Growing up, Mae Jemison knew she would go into space. She said she didn’t care if there were many women or African-Americans did that before her, but her luck made her the first African-American woman ever traveled in space. She joined the mission STS-47, by which she spent 190 hours and more in space, from September 12th to 20th, 1992. Soon after that, she resigned from NASA, in March 1993, for the reason that she wanted to study the relationship between social science and technology. She had been a professor, educator and public intellect, gave speeches to commencements, enrolled in organizations, such as American Chemical Society, American Medical Association, and Association for Space Explorer, and later established her own companies. In later part of her career, her job was to arouse the interests of minority students into science, including writing a memoir for children.

Take a break to see one of her TED talks where her topic is arts and science. Everyone knows that she is a scientist and chemical engineer, but not that many know she was also a professional dancer, when she was a teenager. There was a chance that she might become a known dancer, but instead, she chose to study science at Stanford University. She made such choice, because her mother said she could still dance if she studied science, but not vice versa. She pointed out, in the talk, that there is a link between science and arts when people tend to make them two different fields. She said dance helped her a lot in the training of being an astronaut. Here she shares, “Science provides an understanding of a universal experience, and arts provide a universal understanding of a personal experience”.

 
Photo Courtesy : Department of Nuclear, Plasma, and Radiological Engineering, Illinois

Photo Courtesy : Department of Nuclear, Plasma, and Radiological Engineering, Illinois

GEORGE R. CARRUTHERS

Most of the times the desperation and call for science comes from childhood. When children in a summer camp looked at the night sky of Milky Way Galaxy, the tiny but shining stars, the enormous picture of the sky, they found their luck of being part of the universe. That is when they said I would like to explore it. Said by author and theoretical physicist Dr. Michio Kaku, after interviewing about 300 scientists who invented the future in their laboratory, the age 10 is commonly called the goldilocks zone to develop an interests in science.

Our story falls in George R. Carruthers, a African-American NASA inventor who led the team of inventing the far ultraviolet camera/spectrograph, as part of the mission of Apollo 16 in 1972. He grew up with interests in Physics, Science and Astronomy and became an telescope inventor at the age of 10. Although the telescope was not ideally matured, by taking cardboard and cheap lenses in use, you can’t require more for a child at that age.

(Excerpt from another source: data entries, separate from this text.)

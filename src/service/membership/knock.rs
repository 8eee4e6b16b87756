use palaver_core::{
	Result, implement,
	matrix::{Membership, RoomId, State, UserId},
};

use super::Service;

/// Knock on a room whose join rule is `knock`, asking a member to let the
/// sender in.
#[implement(Service)]
#[tracing::instrument(level = "debug", skip_all, fields(%sender, %room_id))]
pub fn knock(&self, sender: &UserId, room_id: &RoomId) -> Result<State> {
	self.membership_change(room_id, sender, sender, Membership::Knock)
}
use std::{
	collections::HashMap,
	sync::{Arc, RwLock},
};

use palaver_core::{
	Err, Result, err, implement,
	matrix::{
		Content, EventId, JoinRule, Membership, PowerLevelsContent, RoomId, State, Timestamp,
		UserId, event_auth,
		content::event_type,
	},
	utils,
};
use tracing::debug;

const EVENT_ID_LENGTH: usize = 16;

/// Authoritative per-room current state: a `(event type, state key)` map of
/// state events with prior-value carry. Writes mint the event id and
/// timestamp atomically with the value swap.
pub struct Service {
	// Lock order: the rooms table before any room's own state lock.
	rooms: RwLock<HashMap<RoomId, Arc<Room>>>,
	services: Arc<crate::OnceServices>,
}

#[derive(Default)]
struct Room {
	state: RwLock<HashMap<(String, String), State>>,
}

impl crate::Service for Service {
	fn build(args: crate::Args<'_>) -> Result<Arc<Self>> {
		Ok(Arc::new(Self {
			rooms: RwLock::new(HashMap::new()),
			services: args.services.clone(),
		}))
	}

	fn name(&self) -> &str { crate::service::make_name(std::module_path!()) }
}

/// Idempotent create; returns whether the room already existed.
#[implement(Service)]
pub fn create_room(&self, room_id: &RoomId) -> bool {
	let mut rooms = self.rooms.write().expect("locked for writing");
	if rooms.contains_key(room_id) {
		return true;
	}

	rooms.insert(room_id.clone(), Arc::new(Room::default()));

	false
}

#[implement(Service)]
#[must_use]
pub fn room_exists(&self, room_id: &RoomId) -> bool {
	self.rooms.read().expect("locked").contains_key(room_id)
}

#[implement(Service)]
pub fn check_exists(&self, room_id: &RoomId) -> Result {
	if !self.room_exists(room_id) {
		return Err!(Request(NotFound("room '{room_id}' doesn't exist")));
	}

	Ok(())
}

#[implement(Service)]
fn room(&self, room_id: &RoomId) -> Result<Arc<Room>> {
	self.rooms
		.read()
		.expect("locked")
		.get(room_id)
		.cloned()
		.ok_or_else(|| err!(Request(NotFound("room '{room_id}' doesn't exist"))))
}

/// Install a state value: mints a fresh event id from the sender's domain,
/// timestamps it, captures the previous content under the key, and swaps
/// the new event in.
#[implement(Service)]
pub fn set_room_state(
	&self,
	room_id: &RoomId,
	sender: &UserId,
	content: Content,
	state_key: &str,
) -> Result<State> {
	let room = self.room(room_id)?;
	let event_id =
		EventId::new(&utils::random_string(EVENT_ID_LENGTH), sender.domain().as_str());

	let mut state = room.state.write().expect("locked for writing");
	let key = (content.event_type().to_owned(), state_key.to_owned());
	let prev_content = state.get(&key).map(|prev| prev.content.clone());

	let event = State {
		event_id,
		room_id: room_id.clone(),
		user_id: sender.clone(),
		origin_server_ts: Timestamp::now(),
		content,
		state_key: state_key.to_owned(),
		prev_content,
	};

	state.insert(key, event.clone());

	Ok(event)
}

#[implement(Service)]
pub fn room_state(
	&self,
	room_id: &RoomId,
	kind: &str,
	state_key: &str,
) -> Result<Option<State>> {
	let room = self.room(room_id)?;
	let state = room.state.read().expect("locked");

	Ok(state
		.get(&(kind.to_owned(), state_key.to_owned()))
		.cloned())
}

#[implement(Service)]
pub fn entire_room_state(&self, room_id: &RoomId) -> Result<Vec<State>> {
	let room = self.room(room_id)?;
	let state = room.state.read().expect("locked");

	Ok(state.values().cloned().collect())
}

/// Write a state value and emit the event to the message stream. All
/// admitted state mutations funnel through here.
#[implement(Service)]
pub fn send_state(
	&self,
	room_id: &RoomId,
	sender: &UserId,
	content: Content,
	state_key: &str,
) -> Result<State> {
	debug!(%room_id, %sender, kind = content.event_type(), %state_key, "setting state");

	let event = self.set_room_state(room_id, sender, content, state_key)?;
	self.services.timeline.send(event.clone().into());

	Ok(event)
}

/// Client-facing state mutation, policing the state-key shape and the
/// sender's power before writing. Membership changes are delegated to the
/// membership state machine.
#[implement(Service)]
#[tracing::instrument(level = "debug", skip(self, content))]
pub fn set_state(
	&self,
	room_id: &RoomId,
	sender: &UserId,
	content: Content,
	state_key: &str,
) -> Result<State> {
	self.check_exists(room_id)?;

	let kind = content.event_type().to_owned();
	let user_state_key = UserId::parse(state_key).ok();

	match kind.as_str() {
		| event_type::NAME
		| event_type::TOPIC
		| event_type::JOIN_RULES
		| event_type::POWER_LEVELS =>
			if !state_key.is_empty() {
				return Err!(Request(Forbidden("state key must be empty for state {kind}")));
			},

		| event_type::CREATE | event_type::ALIASES =>
			return Err!(Request(Forbidden("cannot set state {kind}"))),

		| event_type::MEMBER => {
			let Some(member) = content.as_member() else {
				return Err!(Request(BadJson("expected membership event content")));
			};

			let Some(target) = user_state_key else {
				return Err!(Request(Forbidden(
					"state key must be a user id for state {kind}"
				)));
			};

			return self
				.services
				.membership
				.membership_change(room_id, sender, &target, member.membership);
		},

		| _ =>
			if let Some(target) = &user_state_key {
				if target != sender {
					return Err!(Request(Forbidden("cannot set the state of another user")));
				}
			},
	}

	let power_levels = self.power_levels(room_id)?;
	if self.room_state(room_id, &kind, state_key)?.is_some() {
		event_auth::check_power(&power_levels, sender, power_levels.create_state)?;
	}

	event_auth::check_event_power(&power_levels, sender, &kind)?;

	self.send_state(room_id, sender, content, state_key)
}

/// A room's power levels. A created room always has them; their absence is
/// an internal invariant violation, not a client error.
#[implement(Service)]
pub fn power_levels(&self, room_id: &RoomId) -> Result<PowerLevelsContent> {
	let state = self
		.room_state(room_id, event_type::POWER_LEVELS, "")?
		.ok_or_else(|| err!("room power levels are invalid or missing: {room_id}"))?;

	state
		.content
		.as_power_levels()
		.cloned()
		.ok_or_else(|| err!("room power levels are invalid or missing: {room_id}"))
}

#[implement(Service)]
pub fn join_rule(&self, room_id: &RoomId) -> Result<JoinRule> {
	let state = self
		.room_state(room_id, event_type::JOIN_RULES, "")?
		.ok_or_else(|| err!("room join rules are invalid or missing: {room_id}"))?;

	state
		.content
		.as_join_rules()
		.map(|content| content.join_rule)
		.ok_or_else(|| err!("room join rules are invalid or missing: {room_id}"))
}

/// Current membership of a user; the absence of a membership state event
/// is `Membership::None`.
#[implement(Service)]
pub fn user_membership(&self, room_id: &RoomId, user_id: &UserId) -> Result<Membership> {
	let Some(state) = self.room_state(room_id, event_type::MEMBER, &user_id.to_string())? else {
		return Ok(Membership::None);
	};

	state
		.content
		.as_member()
		.map(|content| content.membership)
		.ok_or_else(|| err!("invalid membership content in {room_id}"))
}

He got his B.S. degree in Astronautic Engineering and M.S. degree in Nuclear Engineering and PhD. in Astronautical and Astronomical Engineering in 1964. His great honor, which got him an award of National Medal of Technology and Innovation, is from the invention of  the far ultraviolet camera/spectrograph, which would be able to absorb UV emissions on the moon. It was hard for scientists on earth to absorb UV because the earth atmosphere took away most of the UV emissions, but by doing that on the moon, there are a lot of data to be collected. Basically, they built a 50-pound, gold-plated camera that could catch the radiation from the upper half of the spectrum. The Apollo brought the camera to the moon and succeeded of collecting about 200 UV figures.

His other honors include Arthur S. Flemming Award, in 1970, Exceptional Achievement Scientific Award Medal in 1972, and Black Engineer of the Year Award 1987.